O efeito do chamado boicote político é próximo de zero. Além de a adesão ter sido baixa, haverá pouquíssimos estrangeiros de qualquer forma —o que diminui o efeito simbólico da ausência dos que o fazem por protesto.

A bolha para evitar o contato dos estrangeiros com os locais representa um contraste brutal entre a China que sediou as Olimpíadas de Verão de 2008 e a que, agora, recebe os Jogos de Inverno. Em 2008, os Jogos foram vistos como uma exibição da China para o mundo, um sinal de abertura e de disposição para o engajamento. Pequim, a única cidade a sediar as duas versões dos Jogos Olímpicos recebeu cerca de 380 mil visitantes estrangeiros em 2008. Hoje, eles são menos de 3% disso.

Em 2022, a bolha que marcará essas Olimpíadas é também simbólica de uma China que olha mais para dentro, é mais autocentrada, mais desconfiada do mundo e mais adepta à autossuficiência estratégica. A China não recebe turistas de outros países há dois anos, tem cada vez menos correspondentes e estudantes estrangeiros, tem multinacionais com menos executivos das matrizes. Xi Jinping não sai do país desde março de 2020.

No plano individual, muitos chineses, expostos às notícias sobre a Covid no mundo, veem o estrangeiro como um risco. No imaginário coletivo, as preocupações com a pandemia se misturam às desconfianças em relação ao Ocidente —e contribuem para o paradoxo de uma China que parece se isolar do mundo, ao mesmo tempo em que importações, exportações e investimentos estrangeiros continuam em alta.

Em 2008, os Jogos Olímpicos entraram para a história também com a belíssima abertura feita pelo cineasta Zhang Yimou no estádio batizado de Ninho do Pássaro.

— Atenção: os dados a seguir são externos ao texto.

//! Document and chunk storage abstraction.
//!
//! The document store is owned by the wider application; this pipeline only consumes the
//! narrow interface below. [`memory::InMemoryStore`] provides a reference implementation used
//! by the standalone binary and the test suite.

pub mod memory;
pub mod types;

pub use memory::InMemoryStore;
pub use types::{
    Chunk, ChunkMetadata, Document, DocumentContent, DocumentType, ProcessingMetadata, StoreError,
};

use async_trait::async_trait;

/// Interface to the externally owned document store.
#[async_trait]
pub trait DocumentStore: Send + Sync {
    /// Read one document by id, returning `None` when the id does not resolve.
    async fn fetch_document(&self, id: &str) -> Result<Option<Document>, StoreError>;

    /// Replace the document's inline content (extraction write-back).
    async fn update_content(&self, id: &str, content: DocumentContent) -> Result<(), StoreError>;

    /// Whether at least one chunk exists for the document.
    async fn has_chunks(&self, document_id: &str) -> Result<bool, StoreError>;

    /// Delete all chunks belonging to the document, returning the number removed.
    async fn delete_chunks(&self, document_id: &str) -> Result<usize, StoreError>;

    /// Insert one chunk row.
    async fn insert_chunk(&self, chunk: Chunk) -> Result<(), StoreError>;

    /// Record the outcome of a processing run on the parent document.
    async fn record_processing(
        &self,
        id: &str,
        chunk_count: usize,
        metadata: ProcessingMetadata,
    ) -> Result<(), StoreError>;
}
//! Configuration file loading for the ontosheet CLI.
//!
//! An explicit `--config` path must exist and parse. Without one, the
//! per-user configuration directory is consulted and silently skipped
//! when no file is present.

use std::fs;
use std::path::PathBuf;

use directories::ProjectDirs;
use log::debug;
use ontosheet::{OntosheetError, config::AppConfig};

/// Loads the application configuration.
///
/// `path` is the value of `--config` when the user passed one. The
/// default location is `config.toml` under the platform configuration
/// directory for `ontosheet`.
pub(crate) fn load_config(path: Option<&str>) -> Result<AppConfig, OntosheetError> {
    let path = match path {
        Some(explicit) => PathBuf::from(explicit),
        None => match default_config_path() {
            Some(default) if default.is_file() => default,
            _ => {
                debug!("No configuration file found; using defaults");
                return Ok(AppConfig::default());
            }
        },
    };

    let text = fs::read_to_string(&path)?;
    let config = toml::from_str(&text).map_err(|err| {
        OntosheetError::Config(format!("invalid config file {}: {err}", path.display()))
    })?;
    debug!(config_file:? = path; "Configuration loaded");
    Ok(config)
}

fn default_config_path() -> Option<PathBuf> {
    ProjectDirs::from("", "", "ontosheet").map(|dirs| dirs.config_dir().join("config.toml"))
}
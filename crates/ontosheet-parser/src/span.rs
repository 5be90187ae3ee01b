//! Byte-range source spans for error reporting.

use std::ops::Range;

/// A half-open byte range into the parsed source text.
#[derive(Debug, Clone, Copy, PartialEq, Eq)]
pub struct Span {
    start: usize,
    end: usize,
}

impl Span {
    /// Creates a span from a byte range.
    pub fn new(range: Range<usize>) -> Self {
        Self {
            start: range.start,
            end: range.end,
        }
    }

    /// The starting byte offset.
    pub fn start(&self) -> usize {
        self.start
    }

    /// The byte offset one past the end.
    pub fn end(&self) -> usize {
        self.end
    }

    /// The number of bytes covered.
    pub fn len(&self) -> usize {
        self.end - self.start
    }

    /// Whether the span covers no bytes.
    pub fn is_empty(&self) -> bool {
        self.start == self.end
    }
}

impl From<Span> for Range<usize> {
    fn from(span: Span) -> Self {
        span.start..span.end
    }
}
//! An ontology: hierarchy plus file-level metadata.

use crate::graph::TermGraph;

/// Header metadata of an ontology file.
///
/// All fields are optional; files in the wild frequently omit one or more
/// of them.
#[derive(Debug, Clone, Default)]
pub struct Metadata {
    format_version: Option<String>,
    data_version: Option<String>,
    ontology_name: Option<String>,
}

impl Metadata {
    /// The declared flat-file format version, e.g. `1.2`.
    pub fn format_version(&self) -> Option<&str> {
        self.format_version.as_deref()
    }

    /// The release identifier of this ontology snapshot, e.g.
    /// `releases/2026-03-14`.
    pub fn data_version(&self) -> Option<&str> {
        self.data_version.as_deref()
    }

    /// The short name of the ontology, e.g. `hp`.
    pub fn ontology_name(&self) -> Option<&str> {
        self.ontology_name.as_deref()
    }

    pub fn set_format_version(&mut self, version: impl Into<String>) {
        self.format_version = Some(version.into());
    }

    pub fn set_data_version(&mut self, version: impl Into<String>) {
        self.data_version = Some(version.into());
    }

    pub fn set_ontology_name(&mut self, name: impl Into<String>) {
        self.ontology_name = Some(name.into());
    }
}

/// A fully loaded ontology: the term hierarchy and the header metadata
/// of the file it came from.
#[derive(Debug)]
pub struct Ontology {
    graph: TermGraph,
    metadata: Metadata,
}

impl Ontology {
    pub fn new(graph: TermGraph, metadata: Metadata) -> Self {
        Self { graph, metadata }
    }

    /// The term hierarchy.
    pub fn graph(&self) -> &TermGraph {
        &self.graph
    }

    /// The file header metadata.
    pub fn metadata(&self) -> &Metadata {
        &self.metadata
    }
}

Em 2022, o mesmo Zhang fará no mesmo estádio uma nova abertura. Quase 14 anos depois, no entanto, o contraste é olímpico.

No jogo das diferenças, o que salta aos olhos é uma China cuja economia é mais de três vezes a de 2008. É um país que se sente mais confiante e que enfrenta, de maneira mais assertiva, um mundo mais resistente à sua ascensão. Na comparação, chama a atenção um partido com controle maior sobre a economia e a sociedade —para o que, aliás, a pandemia contribui.

Ao lado do Ninho do Pássaro foi construído no ano passado um museu monumental para celebrar as glórias do partido —como que para não deixar dúvida sobre quem faz chover, ou nevar, no país.